Filistin Eylemlerine Doğru Bakış
7 Ekinden beri Gazze, orantısız bir güç kullanılarak bombalanıyor. Savaşın hukukunu geçtik, hukuksuzluğu hak ve gerekçe kabul edip hastaneleri ve okulları bile yerle bir eden, Gazze'yi ablukaya alıp yaşamsal maddelerin girişini engelleyen, elektriği ve suyunu kesen İsrail'in bu terörist tavrını protesto için duyarlı çevrelerin protestolarını izliyoruz.
Gıyabi cenaze namazları, araç konvoyları, İsrail'e lanet mitingleri ve hemen her program ve kişiden yapılan dualar.
Şarkta ya da garpta bir kardeşinin ayağına batan dikenin acısını hissetmeye ve safını, tarafını belli etmeye yönelik bu programlara yönelik istihza eden paylaşımları da ne yazık ki görüyoruz.
Evet, belki bu eylemler sonuca ve çözüme direk götürecek faaliyetler değil ama bu kadar vicdansızlığa sadece konforlu evlerimizde olacakları izleyerek sessiz kalmak mı istiyor bazı çevreler. Bunca canilik görülmesin mi isteniyor?
Elbette olayın bir diplomasi tarafı, bir askeri mücadele ve cihat tarafı bir de tüm dünyaya bunu haykırma yönü var.
Belki en basiti ve zayıf olanı bu ama geniş kitlelerin bundan başka yapacağı bir şey de yok.
Bu konuya en güzel yaklaşımı siyasi birikimi yanında geniş sosyal ve kültürel tecrübesi olan değerli ağabeyimiz Osman Elçi yapmış ve bakın neler yazmış sosyal medya hesabından:
“Tarafımız bellidir. Bu zaman ‘ama'lı cümlelerin, tereddütlerin zamanı değildir, zalimin suç ortakları anında onun yanında saf tutmuştur. Berrak bir kalple mazlumun yanında duramıyor olmanın açıklaması yoktur.
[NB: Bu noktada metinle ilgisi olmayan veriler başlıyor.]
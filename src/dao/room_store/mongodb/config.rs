use mongodb::options::ClientOptions;

use super::error::{MongoDaoError, MongoResult};

/// Connection settings for the MongoDB backend.
#[derive(Clone)]
pub struct MongoConfig {
    /// Parsed driver options.
    pub options: ClientOptions,
    /// Database holding all quiz collections.
    pub database_name: String,
}

impl MongoConfig {
    /// Parse a connection URI, defaulting the database name when absent.
    pub async fn from_uri(uri: &str, db_name: Option<&str>) -> MongoResult<Self> {
        let database_name = db_name.unwrap_or("concursillo").to_owned();
        let options =
            ClientOptions::parse(uri)
                .await
                .map_err(|source| MongoDaoError::InvalidUri {
                    uri: uri.to_owned(),
                    source,
                })?;

        Ok(Self {
            options,
            database_name,
        })
    }

    /// Build a config from `MONGO_URI` (required) and `MONGO_DB` (optional).
    pub async fn from_env() -> MongoResult<Self> {
        let uri = std::env::var("MONGO_URI")
            .map_err(|_| MongoDaoError::MissingEnvVar { var: "MONGO_URI" })?;
        let db = std::env::var("MONGO_DB").ok();
        Self::from_uri(&uri, db.as_deref()).await
    }
}
/// Hand a spent wildcard back to a player. Host-only correction for
/// misclicks and acts of generosity.
pub async fn revive(
    state: &SharedState,
    room_id: Uuid,
    request: WildcardActionRequest,
) -> Result<(), ServiceError> {
    let store = state.require_room_store().await?;
    let room = room_service::require_room(&store, room_id).await?;
    let mut player = room_service::require_player(&store, request.player_id).await?;
    if player.game_room_id != room.id {
        return Err(ServiceError::InvalidInput(
            "player does not belong to this room".into(),
        ));
    }

    let kind = request.wild_card_type;
    if player.wildcards.get(kind).is_available() {
        return Err(ServiceError::Conflict(format!(
            "wildcard `{kind}` is not used"
        )));
    }

    *player.wildcards.get_mut(kind) = WildcardState::Available;
    store.update_player(player.clone()).await?;

    info!(room_id = %room.id, player_id = %player.id, wildcard = %kind, "wildcard revived");
    game_events::broadcast_wildcard_revived(state, room.id, player.id, kind);
    Ok(())
}
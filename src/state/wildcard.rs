//! Per-player wildcard (power-up) lifecycle types.
//!
//! Each player carries one slate of four independent wildcards. A wildcard is
//! either available or used; the used variant owns its usage timestamp and,
//! for the elimination kinds, the letters that were struck out. Invalid
//! combinations (a result without a usage, a timestamp on an available card)
//! are unrepresentable.

use std::time::{Duration, SystemTime};

use rand::{Rng, seq::SliceRandom};
use serde::{Deserialize, Serialize};
use utoipa::ToSchema;

use crate::state::phase::AnswerLetter;

/// The four wildcard kinds a player can spend.
#[derive(Debug, Clone, Copy, PartialEq, Eq, Serialize, Deserialize, ToSchema)]
#[serde(rename_all = "snake_case")]
pub enum WildcardKind {
    /// Call a friend; host runs a 45 second countdown.
    PhoneCall,
    /// Search the internet; host runs a 35 second countdown.
    PhoneSearch,
    /// Two wrong answers eliminated immediately.
    FiftyFifty,
    /// A minigame-decided number of wrong answers (0-3) eliminated.
    Roulette,
}

impl WildcardKind {
    /// All kinds, in the order they are presented to the host.
    pub const ALL: [WildcardKind; 4] = [
        WildcardKind::PhoneCall,
        WildcardKind::PhoneSearch,
        WildcardKind::FiftyFifty,
        WildcardKind::Roulette,
    ];

    /// Snake-case name used in channel payloads and storage.
    pub fn as_str(self) -> &'static str {
        match self {
            WildcardKind::PhoneCall => "phone_call",
            WildcardKind::PhoneSearch => "phone_search",
            WildcardKind::FiftyFifty => "fifty_fifty",
            WildcardKind::Roulette => "roulette",
        }
    }

    /// Host-observed countdown for the assistance kinds. The countdown is
    /// informational; the phase lock remains the only submission gate.
    pub fn countdown(self) -> Option<Duration> {
        match self {
            WildcardKind::PhoneCall => Some(Duration::from_secs(45)),
            WildcardKind::PhoneSearch => Some(Duration::from_secs(35)),
            WildcardKind::FiftyFifty | WildcardKind::Roulette => None,
        }
    }

    /// Whether using this kind produces an eliminated-letters result.
    pub fn is_elimination(self) -> bool {
        matches!(self, WildcardKind::FiftyFifty | WildcardKind::Roulette)
    }
}

impl std::fmt::Display for WildcardKind {
    fn fmt(&self, f: &mut std::fmt::Formatter<'_>) -> std::fmt::Result {
        f.write_str(self.as_str())
    }
}

/// Lifecycle state of a single wildcard.
#[derive(Debug, Clone, PartialEq, Eq, Serialize, Deserialize)]
#[serde(tag = "state", rename_all = "snake_case")]
pub enum WildcardState {
    /// Not spent yet; a grant is permitted.
    Available,
    /// Spent; revivable only by an explicit host action.
    Used {
        /// When the wildcard was marked used.
        at: SystemTime,
        /// Eliminated letters, present for the elimination kinds only.
        eliminated: Option<Vec<AnswerLetter>>,
    },
}

impl WildcardState {
    /// Whether a grant is currently permitted.
    pub fn is_available(&self) -> bool {
        matches!(self, WildcardState::Available)
    }

    /// Eliminated letters stored with a used elimination wildcard.
    pub fn eliminated(&self) -> Option<&[AnswerLetter]> {
        match self {
            WildcardState::Used {
                eliminated: Some(letters),
                ..
            } => Some(letters),
            _ => None,
        }
    }
}

/// One player's full slate of wildcards.
#[derive(Debug, Clone, PartialEq, Eq, Serialize, Deserialize)]
pub struct WildcardSlate {
    /// Phone-a-friend state.
    pub phone_call: WildcardState,
    /// Internet-search state.
    pub phone_search: WildcardState,
    /// 50/50 state.
    pub fifty_fifty: WildcardState,
    /// Roulette state.
    pub roulette: WildcardState,
}

impl Default for WildcardSlate {
    fn default() -> Self {
        Self {
            phone_call: WildcardState::Available,
            phone_search: WildcardState::Available,
            fifty_fifty: WildcardState::Available,
            roulette: WildcardState::Available,
        }
    }
}

impl WildcardSlate {
    /// Borrow the state for a kind.
    pub fn get(&self, kind: WildcardKind) -> &WildcardState {
        match kind {
            WildcardKind::PhoneCall => &self.phone_call,
            WildcardKind::PhoneSearch => &self.phone_search,
            WildcardKind::FiftyFifty => &self.fifty_fifty,
            WildcardKind::Roulette => &self.roulette,
        }
    }

    /// Mutably borrow the state for a kind.
    pub fn get_mut(&mut self, kind: WildcardKind) -> &mut WildcardState {
        match kind {
            WildcardKind::PhoneCall => &mut self.phone_call,
            WildcardKind::PhoneSearch => &mut self.phone_search,
            WildcardKind::FiftyFifty => &mut self.fifty_fifty,
            WildcardKind::Roulette => &mut self.roulette,
        }
    }
}

/// Draw `count` distinct letters uniformly from the wrong-answer slots.
///
/// The correct slot can never appear in the result because only the three
/// wrong letters are candidates. `count` is clamped to the candidate count.
pub fn draw_eliminations<R: Rng + ?Sized>(
    wrong_letters: [AnswerLetter; 3],
    count: usize,
    rng: &mut R,
) -> Vec<AnswerLetter> {
    let mut candidates = wrong_letters.to_vec();
    candidates.shuffle(rng);
    candidates.truncate(count.min(3));
    candidates
}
Ve her inanan hiç aklından çıkarmamalıdır; her hesabın üstünde Allah'ın hesabı vardır...”
Filistin'de yaşanan olaylara bu bakış açısı ile bakmalı hassasiyeti olan her insan.
Bu tür samimi gayretleri ve eylemleri küçümsemek ve müstehzi cümleler kurmak, bizi yaralarken İsrail ve taraftarlarını sevindirir. Sevindirmemek lazım!